DATASET EXCERPTS:
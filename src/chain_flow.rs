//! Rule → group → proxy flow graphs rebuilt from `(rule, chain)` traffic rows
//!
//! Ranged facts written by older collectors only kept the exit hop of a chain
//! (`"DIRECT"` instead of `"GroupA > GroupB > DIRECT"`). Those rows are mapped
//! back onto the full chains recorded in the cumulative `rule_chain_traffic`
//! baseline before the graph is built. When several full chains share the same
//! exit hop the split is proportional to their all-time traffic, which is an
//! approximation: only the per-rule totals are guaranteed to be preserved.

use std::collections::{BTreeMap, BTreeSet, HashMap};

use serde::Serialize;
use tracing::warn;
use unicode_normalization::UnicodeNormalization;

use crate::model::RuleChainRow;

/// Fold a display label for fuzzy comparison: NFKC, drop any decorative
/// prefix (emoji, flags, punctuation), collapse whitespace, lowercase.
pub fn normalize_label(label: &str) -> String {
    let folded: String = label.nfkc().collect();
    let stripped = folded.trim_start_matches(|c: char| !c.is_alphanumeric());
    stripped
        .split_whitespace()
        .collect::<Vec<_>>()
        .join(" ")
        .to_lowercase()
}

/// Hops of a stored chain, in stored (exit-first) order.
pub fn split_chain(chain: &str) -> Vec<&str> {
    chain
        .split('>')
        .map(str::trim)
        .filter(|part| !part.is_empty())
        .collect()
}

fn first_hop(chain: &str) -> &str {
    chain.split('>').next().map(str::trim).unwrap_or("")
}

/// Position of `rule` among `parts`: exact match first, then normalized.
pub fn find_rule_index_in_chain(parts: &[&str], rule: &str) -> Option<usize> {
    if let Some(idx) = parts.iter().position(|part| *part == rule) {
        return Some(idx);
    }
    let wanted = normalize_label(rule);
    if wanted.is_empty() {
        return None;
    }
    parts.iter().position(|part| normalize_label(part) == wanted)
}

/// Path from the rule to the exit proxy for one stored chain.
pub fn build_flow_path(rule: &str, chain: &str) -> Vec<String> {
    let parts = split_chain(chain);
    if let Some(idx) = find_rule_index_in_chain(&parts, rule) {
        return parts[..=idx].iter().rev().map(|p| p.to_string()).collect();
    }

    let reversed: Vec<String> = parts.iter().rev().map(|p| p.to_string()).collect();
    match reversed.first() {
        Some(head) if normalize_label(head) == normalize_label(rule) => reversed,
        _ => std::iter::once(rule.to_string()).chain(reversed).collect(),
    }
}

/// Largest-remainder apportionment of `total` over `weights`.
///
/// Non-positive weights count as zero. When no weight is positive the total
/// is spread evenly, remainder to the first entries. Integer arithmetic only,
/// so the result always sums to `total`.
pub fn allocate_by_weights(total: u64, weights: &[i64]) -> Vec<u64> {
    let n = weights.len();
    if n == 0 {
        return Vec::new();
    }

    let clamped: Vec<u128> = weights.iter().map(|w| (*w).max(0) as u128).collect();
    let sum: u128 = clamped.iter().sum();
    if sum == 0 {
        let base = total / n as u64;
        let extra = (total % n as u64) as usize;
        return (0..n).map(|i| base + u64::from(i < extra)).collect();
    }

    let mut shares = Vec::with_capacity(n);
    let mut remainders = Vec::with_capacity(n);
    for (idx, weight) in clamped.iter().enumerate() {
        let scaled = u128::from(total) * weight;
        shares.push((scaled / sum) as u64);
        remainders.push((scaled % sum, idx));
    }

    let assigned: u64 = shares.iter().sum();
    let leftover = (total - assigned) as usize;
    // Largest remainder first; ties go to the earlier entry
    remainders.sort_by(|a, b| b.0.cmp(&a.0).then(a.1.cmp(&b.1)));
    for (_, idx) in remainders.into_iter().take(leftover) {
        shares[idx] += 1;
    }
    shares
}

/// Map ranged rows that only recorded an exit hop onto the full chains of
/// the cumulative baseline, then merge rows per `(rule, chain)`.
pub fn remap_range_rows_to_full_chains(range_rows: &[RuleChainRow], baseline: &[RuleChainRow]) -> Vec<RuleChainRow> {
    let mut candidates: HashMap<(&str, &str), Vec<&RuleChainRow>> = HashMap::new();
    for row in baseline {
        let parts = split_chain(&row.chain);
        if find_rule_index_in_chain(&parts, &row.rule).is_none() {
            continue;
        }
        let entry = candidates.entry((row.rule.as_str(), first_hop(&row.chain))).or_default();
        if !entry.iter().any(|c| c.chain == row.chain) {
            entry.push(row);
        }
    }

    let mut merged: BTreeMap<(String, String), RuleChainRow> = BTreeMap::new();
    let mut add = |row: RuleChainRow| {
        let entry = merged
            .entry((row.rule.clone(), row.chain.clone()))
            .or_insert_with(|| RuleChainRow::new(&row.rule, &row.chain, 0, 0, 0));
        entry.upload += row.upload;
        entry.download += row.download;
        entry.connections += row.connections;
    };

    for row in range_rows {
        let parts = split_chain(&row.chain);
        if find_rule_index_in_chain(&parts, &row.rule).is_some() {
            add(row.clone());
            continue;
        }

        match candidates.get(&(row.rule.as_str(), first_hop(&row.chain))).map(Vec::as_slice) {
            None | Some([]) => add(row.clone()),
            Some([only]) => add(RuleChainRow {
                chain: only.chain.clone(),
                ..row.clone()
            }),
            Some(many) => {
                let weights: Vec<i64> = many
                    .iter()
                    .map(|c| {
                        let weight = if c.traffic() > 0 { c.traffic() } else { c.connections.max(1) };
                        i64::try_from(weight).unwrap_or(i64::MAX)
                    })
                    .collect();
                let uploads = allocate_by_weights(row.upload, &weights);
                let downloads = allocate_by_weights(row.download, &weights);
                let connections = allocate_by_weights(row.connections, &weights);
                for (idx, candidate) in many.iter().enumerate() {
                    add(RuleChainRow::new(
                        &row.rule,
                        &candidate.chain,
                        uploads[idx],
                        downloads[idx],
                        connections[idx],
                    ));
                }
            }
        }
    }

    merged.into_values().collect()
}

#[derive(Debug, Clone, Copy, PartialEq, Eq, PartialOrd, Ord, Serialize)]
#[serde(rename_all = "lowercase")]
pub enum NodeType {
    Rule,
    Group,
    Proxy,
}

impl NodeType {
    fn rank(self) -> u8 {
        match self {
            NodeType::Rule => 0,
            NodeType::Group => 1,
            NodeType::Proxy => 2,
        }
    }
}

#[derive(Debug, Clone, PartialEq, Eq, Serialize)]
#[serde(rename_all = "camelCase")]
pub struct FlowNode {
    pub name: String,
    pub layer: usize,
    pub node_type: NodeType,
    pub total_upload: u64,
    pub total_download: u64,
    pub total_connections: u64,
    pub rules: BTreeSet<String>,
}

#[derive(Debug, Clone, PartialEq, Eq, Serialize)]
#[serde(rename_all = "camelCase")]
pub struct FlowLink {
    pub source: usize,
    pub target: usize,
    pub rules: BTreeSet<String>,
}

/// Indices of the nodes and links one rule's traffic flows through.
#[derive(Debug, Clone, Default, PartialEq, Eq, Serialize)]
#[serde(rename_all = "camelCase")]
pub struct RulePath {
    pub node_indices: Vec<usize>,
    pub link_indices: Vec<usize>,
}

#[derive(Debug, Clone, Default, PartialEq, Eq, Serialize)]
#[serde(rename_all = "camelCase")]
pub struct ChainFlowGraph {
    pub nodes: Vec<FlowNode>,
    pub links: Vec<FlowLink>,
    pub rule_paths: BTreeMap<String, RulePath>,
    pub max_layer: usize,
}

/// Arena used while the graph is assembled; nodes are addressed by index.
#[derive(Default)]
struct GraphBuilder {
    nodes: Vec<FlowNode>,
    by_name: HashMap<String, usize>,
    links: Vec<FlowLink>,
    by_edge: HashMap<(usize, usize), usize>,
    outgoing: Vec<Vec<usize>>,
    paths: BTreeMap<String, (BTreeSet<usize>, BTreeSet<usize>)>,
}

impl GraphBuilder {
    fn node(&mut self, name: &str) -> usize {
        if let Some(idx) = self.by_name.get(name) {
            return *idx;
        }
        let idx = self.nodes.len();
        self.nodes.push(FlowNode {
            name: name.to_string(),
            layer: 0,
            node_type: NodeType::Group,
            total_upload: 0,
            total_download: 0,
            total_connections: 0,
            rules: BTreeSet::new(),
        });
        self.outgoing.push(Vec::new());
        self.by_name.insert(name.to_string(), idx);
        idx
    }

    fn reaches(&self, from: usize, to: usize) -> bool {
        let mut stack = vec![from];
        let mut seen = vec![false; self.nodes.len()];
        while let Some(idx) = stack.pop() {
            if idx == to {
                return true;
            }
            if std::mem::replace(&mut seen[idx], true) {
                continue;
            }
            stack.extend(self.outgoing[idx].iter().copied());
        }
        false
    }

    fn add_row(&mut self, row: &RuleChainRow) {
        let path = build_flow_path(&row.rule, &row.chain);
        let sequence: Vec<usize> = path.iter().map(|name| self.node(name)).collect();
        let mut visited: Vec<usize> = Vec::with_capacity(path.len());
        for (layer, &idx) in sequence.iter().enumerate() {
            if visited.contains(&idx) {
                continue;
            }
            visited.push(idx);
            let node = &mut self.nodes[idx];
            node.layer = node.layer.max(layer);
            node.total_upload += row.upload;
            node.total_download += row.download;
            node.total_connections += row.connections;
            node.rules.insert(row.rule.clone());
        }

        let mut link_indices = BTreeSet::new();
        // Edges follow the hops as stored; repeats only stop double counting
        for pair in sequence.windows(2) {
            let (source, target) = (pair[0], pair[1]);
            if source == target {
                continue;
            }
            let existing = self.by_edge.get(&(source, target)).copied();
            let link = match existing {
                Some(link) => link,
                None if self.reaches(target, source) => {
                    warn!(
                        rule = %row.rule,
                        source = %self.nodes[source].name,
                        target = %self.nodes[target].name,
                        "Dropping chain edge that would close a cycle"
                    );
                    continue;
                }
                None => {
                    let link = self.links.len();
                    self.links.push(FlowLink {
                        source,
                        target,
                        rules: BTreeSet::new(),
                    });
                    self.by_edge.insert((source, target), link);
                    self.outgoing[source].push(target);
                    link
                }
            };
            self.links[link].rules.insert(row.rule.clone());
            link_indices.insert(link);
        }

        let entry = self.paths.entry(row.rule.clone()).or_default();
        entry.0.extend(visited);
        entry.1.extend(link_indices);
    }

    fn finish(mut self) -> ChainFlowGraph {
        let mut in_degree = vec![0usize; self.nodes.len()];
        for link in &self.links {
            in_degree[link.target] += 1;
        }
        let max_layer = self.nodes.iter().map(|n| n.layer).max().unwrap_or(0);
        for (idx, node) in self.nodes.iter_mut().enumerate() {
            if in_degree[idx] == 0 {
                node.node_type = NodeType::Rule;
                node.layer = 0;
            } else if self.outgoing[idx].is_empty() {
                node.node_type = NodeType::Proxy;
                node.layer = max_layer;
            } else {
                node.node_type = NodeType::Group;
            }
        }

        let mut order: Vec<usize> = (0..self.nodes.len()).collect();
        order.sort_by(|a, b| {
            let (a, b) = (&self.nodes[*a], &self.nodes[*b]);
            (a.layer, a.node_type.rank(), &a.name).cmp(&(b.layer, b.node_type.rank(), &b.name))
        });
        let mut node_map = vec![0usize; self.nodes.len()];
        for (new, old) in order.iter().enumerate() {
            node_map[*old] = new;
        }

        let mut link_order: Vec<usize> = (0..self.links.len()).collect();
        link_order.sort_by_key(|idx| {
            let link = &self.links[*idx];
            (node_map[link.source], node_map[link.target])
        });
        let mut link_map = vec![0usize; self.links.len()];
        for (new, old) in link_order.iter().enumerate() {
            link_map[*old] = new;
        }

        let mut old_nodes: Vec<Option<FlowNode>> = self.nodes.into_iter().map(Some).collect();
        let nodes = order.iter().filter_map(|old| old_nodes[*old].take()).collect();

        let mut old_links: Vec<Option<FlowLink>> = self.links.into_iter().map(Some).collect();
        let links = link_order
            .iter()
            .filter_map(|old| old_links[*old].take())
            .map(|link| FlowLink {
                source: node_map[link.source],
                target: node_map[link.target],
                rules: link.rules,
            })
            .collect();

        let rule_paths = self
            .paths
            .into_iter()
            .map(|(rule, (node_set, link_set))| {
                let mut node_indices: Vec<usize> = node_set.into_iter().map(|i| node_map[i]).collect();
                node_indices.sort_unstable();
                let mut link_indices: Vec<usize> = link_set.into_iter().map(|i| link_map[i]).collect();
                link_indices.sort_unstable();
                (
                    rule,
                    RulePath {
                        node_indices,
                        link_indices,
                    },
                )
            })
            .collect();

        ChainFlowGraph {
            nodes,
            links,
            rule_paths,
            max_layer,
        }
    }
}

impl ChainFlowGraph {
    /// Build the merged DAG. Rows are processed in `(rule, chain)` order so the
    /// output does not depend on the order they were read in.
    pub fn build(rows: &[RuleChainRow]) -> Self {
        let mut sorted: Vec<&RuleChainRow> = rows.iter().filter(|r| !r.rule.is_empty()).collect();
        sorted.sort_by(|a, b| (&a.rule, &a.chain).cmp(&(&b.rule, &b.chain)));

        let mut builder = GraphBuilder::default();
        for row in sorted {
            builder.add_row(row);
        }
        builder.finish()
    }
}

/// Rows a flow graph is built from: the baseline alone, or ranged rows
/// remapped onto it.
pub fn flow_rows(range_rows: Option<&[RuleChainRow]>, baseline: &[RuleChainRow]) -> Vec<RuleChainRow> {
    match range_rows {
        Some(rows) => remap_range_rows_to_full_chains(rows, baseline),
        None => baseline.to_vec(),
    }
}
---
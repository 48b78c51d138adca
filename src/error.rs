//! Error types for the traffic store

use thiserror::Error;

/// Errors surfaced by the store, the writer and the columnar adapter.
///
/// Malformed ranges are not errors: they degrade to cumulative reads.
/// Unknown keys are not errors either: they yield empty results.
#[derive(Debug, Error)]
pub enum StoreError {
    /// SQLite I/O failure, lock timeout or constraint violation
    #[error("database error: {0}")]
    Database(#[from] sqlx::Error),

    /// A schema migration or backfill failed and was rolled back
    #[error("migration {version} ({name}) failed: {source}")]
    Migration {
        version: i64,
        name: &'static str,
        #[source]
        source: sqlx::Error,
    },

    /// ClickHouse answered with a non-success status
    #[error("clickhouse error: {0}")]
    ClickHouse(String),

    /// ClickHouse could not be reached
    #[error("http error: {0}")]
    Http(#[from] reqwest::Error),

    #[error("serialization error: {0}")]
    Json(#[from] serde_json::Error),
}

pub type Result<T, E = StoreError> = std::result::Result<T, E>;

TASK TO COMPLETE: Go through the listing, and whenever a line contains the string "seen", copy that line.

WRITTEN ANSWER:
        let mut seen = vec![false; self.nodes.len()];
            if std::mem::replace(&mut seen[idx], true) {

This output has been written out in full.